Archived-At: <http://mailarchive.ietf.org/arch/msg/nfsv4/xuDvucTZQEyTb2-ZdT5Dnptw2Dg>
Cc: NFSv4 <nfsv4@ietf.org>
Subject: Re: [nfsv4] draft-ietf-nfsv4-rpcrdma-bidirection-03 review
X-BeenThere: nfsv4@ietf.org
X-Mailman-Version: 2.1.17
Precedence: list
List-Id: NFSv4 Working Group <nfsv4.ietf.org>
List-Unsubscribe: <https://www.ietf.org/mailman/options/nfsv4>, <mailto:nfsv4-request@ietf.org?subject=unsubscribe>
List-Archive: <https://mailarchive.ietf.org/arch/browse/nfsv4/>
List-Post: <mailto:nfsv4@ietf.org>
List-Help: <mailto:nfsv4-request@ietf.org?subject=help>
List-Subscribe: <https://www.ietf.org/mailman/listinfo/nfsv4>, <mailto:nfsv4-request@ietf.org?subject=subscribe>
X-List-Received-Date: Sat, 04 Jun 2016 10:35:34 -0000

> Alright, then, "unreliable" might be closer to my
> intended meaning.

I don't see any unreliability either.  I think we have
something which is difficult to generalize, because,
as you point out, it has an unfortunate layering issue,
which we are unable to fix in Version One because it
is embedded in the Version One XDR.  We can fix it in subsequent versions
where we can change the XDR but we have to take extra care because a lot of
the layering confusion is located in the four words that we have defined as
not subject to change :-(

> I disagree with that. Having a single credit flow, with
> fixed roles of which side sends a request, and which
> sends a grant, solves the problem simply and fully, for
> all message types.

It solves the ambiguity problem but it creates a bunch of
new ones.  I image that the first is interoperability with existing
implementations, who I assume are using the model in rpcrdma-bidirection as
it is today.

I don't see how one can implement bidirectional operation with a single
credit pool.  The reason for credits is to ensure that there are sufficient
preposted receives to correspond to sends that the peer makes.  Since there
is a set of receives on each peer node then there needs to be a
corresponding credit pool for each direction.  I don't see how you can have
a situation in which both client and server may be requesters
and have them share a single credit pool.

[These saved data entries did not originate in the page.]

use clap::Parser;
use std::process;
use vecfuse::array::IdMap;
use vecfuse::prelude::*;
use vecfuse::{codegen, fuser};

#[derive(Parser)]
#[command(name = "vecfuse")]
#[command(about = "Run a demo instruction batch through the vector engine")]
#[command(version)]
struct Args {
    /// Number of elements per array
    #[arg(long, default_value_t = 1000)]
    size: usize,

    /// Print the generated C source for the batch instead of executing it
    #[arg(long)]
    dump_source: bool,

    /// Print the engine environment and exit
    #[arg(long)]
    env: bool,
}

fn main() {
    let args = Args::parse();
    if let Err(e) = run(&args) {
        eprintln!("Error: {}", e);
        process::exit(1);
    }
}

/// Builds `b = range(n); t = b + 1; s = sum(t); free t` and either dumps the
/// fused kernel source or executes the batch.
fn run(args: &Args) -> Result<(), Box<dyn std::error::Error>> {
    let config = Config::from_env();
    if args.env {
        let engine = Engine::new(config)?;
        println!("{}", engine.text());
        return Ok(());
    }

    let n = args.size;
    let mut pool = BasePool::new();
    let b = pool.create(ElemType::F64, n);
    let t = pool.create(ElemType::F64, n);
    let s = pool.create(ElemType::F64, 1);

    let batch = vec![
        Instruction::generate(Operator::Range, View::full(b, n), None),
        Instruction::zip(
            Operator::Add,
            View::full(t, n),
            View::full(b, n),
            Constant::F64(1.0),
        ),
        Instruction::reduce(Operator::Add, View::full(s, 1), View::full(t, n), 0),
        Instruction::free(View::full(t, n)),
    ];

    if args.dump_source {
        let mut arena = batch;
        let mut ids = IdMap::new();
        for instr in &arena {
            for base in instr.bases() {
                ids.insert(base);
            }
        }
        let news: std::collections::HashSet<usize> = (0..arena.len()).collect();
        let blocks = fuser::fuse(&mut arena, &news, true);
        let source = codegen::emit_source(&arena, &blocks, &ids, &pool)?;
        println!("{source}");
        return Ok(());
    }

    let mut engine = Engine::new(config)?;
    engine.execute(&mut pool, &batch)?;

    let sum = pool[s].as_slice::<f64>().expect("sum is an f64 scalar")[0];
    let expected = (0..n).map(|i| i as f64 + 1.0).sum::<f64>();
    println!("sum(range({n}) + 1) = {sum} (expected {expected})");
    println!(
        "kernels compiled: {}, cache hits: {}",
        engine.kernels_compiled(),
        engine.cache_hits()
    );
    Ok(())
}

> It is also possible that this issue could be resolved
> with language in rpcrdma-version-two, and allow the
> one-credit-per-RPC concept to linger in V1 only.

Or alternatively, it could apply to both V1 and those
parts of V2 that use the existing V1 message types.

> I think that would mean rpcrdma-bidirection is turning
> into a V1-only enhancement. Bidirection would have
> to be partially or fully specified again in rpcrdma-
> version-two.

I don't think you need to do that, if you structure/layer things properly
(see below for an approach).  Then any
further specification of bidirection for version two would  only address
how the new classes of features we want to enable in version two would
interact with the existing bidirectional operation.  In doing that we could
use our
freedom to define the needed new XDR to avoid propagating the layering
issue that you have identified.

> Having multiple different ways to do backward
> direction operation is onerous for implementations.

Agree.

> So I'd prefer to have this addressed in rfc5666bis and
> rpcrdma-bidirection if we can muster it.

So here's the proposed division of responsibility:

   - The responsibility for defining the basic structure of bidirectional
   operation belongs to rpcrdma-bidirection.  This includes the use of two
   separate credit pools and the fact each message may contain either a
   request or a grant applying to the credit pool owned by the message
   receiver.
   - The responsibility for defining how it is to be determined, whether
   any particular message has a grant or a request in the credit field is the
   responsibility of the specific RPC-over-RDMA version being used.
   - The responsibility of deciding whether bidirectional operation is
   OPTIONAL, REQUIRED, or not allowed  is the responsibility of the specific
   RPC-over-RDMA version being used.
   - The text that now defines how the credit field for specfic Version One
   messages is interpreted as illustrative of version one only.
   - draft-ietf-nfsv4-rpcrdma-bidirection explicitly takes on the
   responsibility for defining this for Version Two.  We have some  issues to
   resolve which I'll address in a later message.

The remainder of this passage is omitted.